Вера с сомнением оглядела мостовую: мусор, сигаретные окурки и пятна неизвестного происхождения. Ада, не говоря ни слова, сняла с себя шерстяной жакет, и, сделав из него подобие длинной подушки, один конец подложила мне под голову, а на другой легла сама.
– Может, вам снять комнату? – спросила Вера.
– …А разве мы не в комнате? – удивился Саша. Вопрос прозвучал так, что я подумал, что он не шутит.
Вера расхохоталась.
– Ну, а с тобой что такое?.. – она легко потормошила его за плечо. – Что ты ел?
Последовала небольшая пауза.
– Эмку и пару конфет с ТГК, – вспомнил Саша. – Вы удивитесь, но весь этот сброд, – не исключая и вас, – шумит ровно так, как и должен шуметь. При всем желании вы, ребята, не могли бы шуметь иначе.
– Да ну? – Вера присела рядом с ним и прикурила от его сигареты. – И как ты это понял?
– Не рассказывай никому, но, когда я закрываю глаза, я натурально вижу эквалайзер. Всю внутреннюю структуру этого шума. И это отвратительно, но, вместе с тем, как же это логично.
– А почему он в Рейкьявике? – шепнула мне на ухо Ада.

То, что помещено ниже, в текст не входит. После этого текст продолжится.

use crate::inputs::ServiceInput;
use crate::reconcile::reconcile;
use crate::saga::{DeleteSaga, RegistryEntry, ReleaseSaga};
use crate::{ControlPlane, matches_search, render, validator};
use chrono::Utc;
use oakplane_core::{
    DEFAULT_ROUTE_PATH, Method, Page, Paged, ReleaseStatus, ResourceKind, Route, RoutePlugin,
    Service, ServiceDomain, ServiceNode, new_id,
};
use oakplane_errors::{ConsistencyError, ControlResult};
use oakplane_memory::{StoreRead, WriteBatch};
use serde::Serialize;
use tracing::info;

const DEFAULT_ROUTE_NAME: &str = "default";

#[derive(Debug, Clone, Copy, PartialEq, Eq)]
pub enum ServiceSwitch {
    Enable,
    WebSocket,
    HealthCheck,
}

#[derive(Debug, Clone, Serialize)]
pub struct ServiceInfo {
    #[serde(flatten)]
    pub service: Service,
    pub domains: Vec<String>,
    pub nodes: Vec<ServiceNode>,
}

fn service_info(store: &impl StoreRead, service: Service) -> ControlResult<ServiceInfo> {
    let domains = store.domains_of(&service.id)?.into_iter().map(|d: ServiceDomain| d.domain).collect();
    let nodes = store.nodes_of(&service.id)?;
    Ok(ServiceInfo { service, domains, nodes })
}

impl ControlPlane {
    /// Create a service with its domains, nodes and default route.
    pub async fn service_create(&self, input: ServiceInput) -> ControlResult<Service> {
        input.validate()?;
        let domains = input.domains();
        let now = Utc::now();
        let service = Service {
            id: new_id(ResourceKind::Service),
            name: input.name.trim().to_string(),
            protocol: input.protocol,
            health_check: input.health_check,
            web_socket: input.web_socket,
            is_enable: input.is_enable,
            release_status: ReleaseStatus::Unpublished,
            load_balance: input.load_balance,
            timeouts: input.timeouts,
            created_at: now,
            updated_at: now,
        };
        let default_route = Route {
            id: new_id(ResourceKind::Route),
            service_id: service.id.clone(),
            name: DEFAULT_ROUTE_NAME.to_string(),
            path: DEFAULT_ROUTE_PATH.to_string(),
            methods: vec![Method::ALL],
            is_enable: true,
            release_status: ReleaseStatus::Unpublished,
            created_at: now,
            updated_at: now,
        };

        let document = {
            let writer = self.store.writer().await;
            validator::domains_already_used(&writer, &domains, &[])?;
            if input.is_release {
                validator::https_domains_have_certificate(&writer, input.protocol, &domains)?;
            }

            let mut batch = WriteBatch::new();
            batch.put(&service)?;
            reconcile(&service.id, Vec::new(), &domains).stage(&mut batch)?;
            reconcile(&service.id, Vec::new(), &input.nodes).stage(&mut batch)?;
            batch.put(&default_route)?;
            writer.commit(batch)?;
            info!(id = %service.id, name = %service.name, domains = domains.len(), "service created");

            if input.is_release {
                Some(render::service_document(&writer, &service)?)
            } else {
                None
            }
        };

        if let Some(document) = document {
            ReleaseSaga::<Service>::new(self, &service.id, ReleaseStatus::Unpublished)
                .run(document)
                .await?;
        }
        validator::require(self.store.as_ref(), &service.id)
    }

    /// Replace attributes and reconcile domains and nodes against the request.
    pub async fn service_update(&self, id: &str, input: ServiceInput) -> ControlResult<Service> {
        input.validate()?;
        let domains = input.domains();

        let (document, fallback) = {
            let writer = self.store.writer().await;
            let prior = validator::require::<Service>(&writer, id)?;
            validator::domains_already_used(&writer, &domains, &[id])?;
            if input.is_release {
                validator::https_domains_have_certificate(&writer, input.protocol, &domains)?;
            }

            let status = prior.release_status.after_edit();
            let service = Service {
                id: prior.id.clone(),
                name: input.name.trim().to_string(),
                protocol: input.protocol,
                health_check: input.health_check,
                web_socket: input.web_socket,
                is_enable: input.is_enable,
                release_status: status,
                load_balance: input.load_balance,
                timeouts: input.timeouts,
                created_at: prior.created_at,
                updated_at: Utc::now(),
            };

            let domain_diff = reconcile(id, writer.domains_of(id)?, &domains);
            let node_diff = reconcile(id, writer.nodes_of(id)?, &input.nodes);
            let mut batch = WriteBatch::new();
            batch.put(&service)?;
            domain_diff.stage(&mut batch)?;
            node_diff.stage(&mut batch)?;
            writer.commit(batch)?;
            info!(
                id,
                status = %status,
                domains_added = domain_diff.to_add.len(),
                domains_removed = domain_diff.to_delete.len(),
                nodes_added = node_diff.to_add.len(),
                nodes_updated = node_diff.to_update.len(),
                nodes_removed = node_diff.to_delete.len(),
                "service updated"
            );

            let document = match input.is_release {
                true => Some(render::service_document(&writer, &service)?),
                false => None,
            };
            (document, status)
        };

        if let Some(document) = document {
            ReleaseSaga::<Service>::new(self, id, fallback).run(document).await?;
        }
        validator::require(self.store.as_ref(), id)
    }

    /// Delete a service together with its domains, nodes and routes.
    pub async fn service_delete(&self, id: &str) -> ControlResult<()> {
        let mut saga = DeleteSaga::new(self, ResourceKind::Service, id);
        {
            let writer = self.store.writer().await;
            let service = validator::require::<Service>(&writer, id)?;
            validator::releasable_deletable(&service)?;
            let routes = writer.routes_of(id)?;
            check_routes_removable(&routes)?;

            for route in routes.iter().filter(|r| r.is_default() && r.release_status.in_registry()) {
                saga = saga.with_entry(RegistryEntry {
                    kind: ResourceKind::Route,
                    id: route.id.clone(),
                    restore: render::route_document(&writer, route)?,
                });
            }
            if service.release_status.in_registry() {
                saga = saga.with_entry(RegistryEntry {
                    kind: ResourceKind::Service,
                    id: id.to_string(),
                    restore: render::service_document(&writer, &service)?,
                });
            }
        }

        saga.run(|writer| {
            let service = validator::require::<Service>(writer, id)?;
            validator::releasable_deletable(&service)?;
            let routes = writer.routes_of(id)?;
            check_routes_removable(&routes)?;

            let mut batch = WriteBatch::new();
            for route in &routes {
                for binding in writer.route_plugins_of_route(&route.id)? {
                    batch.delete::<RoutePlugin>(&binding.id);
                }
                batch.delete::<Route>(&route.id);
            }
            for domain in writer.domains_of(id)? {
                batch.delete::<ServiceDomain>(&domain.id);
            }
            for node in writer.nodes_of(id)? {
                batch.delete::<ServiceNode>(&node.id);
            }
            batch.delete::<Service>(id);
            Ok(batch)
        })
        .await
    }

    /// Push the current service configuration to the registry.
    pub async fn service_release(&self, id: &str) -> ControlResult<()> {
        let (document, fallback) = {
            let writer = self.store.writer().await;
            let service = validator::require::<Service>(&writer, id)?;
            validator::not_yet_published(&service)?;
            let domains: Vec<String> = writer.domains_of(id)?.into_iter().map(|d| d.domain).collect();
            validator::https_domains_have_certificate(&writer, service.protocol, &domains)?;
            (render::service_document(&writer, &service)?, service.release_status)
        };
        ReleaseSaga::<Service>::new(self, id, fallback).run(document).await
    }

    pub async fn service_switch(&self, id: &str, switch: ServiceSwitch, on: bool) -> ControlResult<Service> {
        let writer = self.store.writer().await;
        let mut service = validator::require::<Service>(&writer, id)?;
        let flag = match switch {
            ServiceSwitch::Enable => &mut service.is_enable,
            ServiceSwitch::WebSocket => &mut service.web_socket,
            ServiceSwitch::HealthCheck => &mut service.health_check,
        };
        validator::switch_changes(*flag, on)?;
        *flag = on;
        service.release_status = service.release_status.after_edit();
        service.updated_at = Utc::now();
        writer.put(&service)?;
        info!(id, ?switch, on, status = %service.release_status, "service switched");
        Ok(service)
    }

    pub fn service_info(&self, id: &str) -> ControlResult<ServiceInfo> {
        let store = self.store.as_ref();
        service_info(store, validator::require::<Service>(store, id)?)
    }

    /// Newest first; `search` matches id, name or any domain.
    pub fn service_list(&self, search: Option<&str>, page: Page) -> ControlResult<Paged<ServiceInfo>> {
        let store = self.store.as_ref();
        let mut services = store.list::<Service>()?;
        services.sort_by(|a, b| (b.created_at, &b.id).cmp(&(a.created_at, &a.id)));

        let mut infos = Vec::with_capacity(services.len());
        for service in services {
            let info = service_info(store, service)?;
            let mut fields = vec![info.service.id.as_str(), info.service.name.as_str()];
            fields.extend(info.domains.iter().map(String::as_str));
            if matches_search(search, &fields) {
                infos.push(info);
            }
        }
        Ok(Paged::from_vec(infos, page))
    }
}

/// Routes other than the default one must be withdrawn before the service goes.
fn check_routes_removable(routes: &[Route]) -> Result<(), ConsistencyError> {
    let live: Vec<String> = routes
        .iter()
        .filter(|r| !r.is_default() && r.release_status.in_registry())
        .map(|r| r.id.clone())
        .collect();
    if !live.is_empty() {
        return Err(ConsistencyError::DependencyExists {
            kind: ResourceKind::Service,
            dependent: ResourceKind::Route,
            ids: live,
        });
    }
    Ok(())
}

Прикосновение ее губ заставило меня вздрогнуть.
– Там асфальт с подогревом, – так же, шепотом ответил я. – Под него укладывают трубы, и по ним подают горячую воду.
– Круто, – она вздохнула.
– Я вызываю такси, – Вера потушила едва начатую сигарету и, встав на ноги, сладко потянулась. – Поедем в «Централу». Пока вы не застудили себе почки.
– А что там сегодня? – Саша впервые за все время посмотрел на нее.
– Ничего особенного; просто хочу потанцевать.
Он неопределенно хмыкнул.
– По-моему, мы обезвожены и у нас предынфарктное состояние. Может, не стоит нам скакать в этой душегубке.
– Это называется измена, – сухо ответила Вера. – Поднимайся. Доедем, куплю тебе целое ведро мохито.
Такси, как обычно, приехало черт знает куда. Мы шли пешком до самого Карлова моста, где в итоге и обнаружили древнюю «Октавию», мигающую аварийкой, с раздраженным пожилым чехом за рулем. Поездка до Голешовиц заняла меньше десяти минут; в конце выяснилось, что ни у кого нет наличных – но Саша выкрутился, предложив водителю два стокроновых ваучера на обед. К моему великому удивлению, чех согласился.
– В следующий раз попробую сторговаться за сэндвич, – сказал Саша, когда мы вылезли из машины.
У входа в «Централу» ошивалась целая толпа рейверов.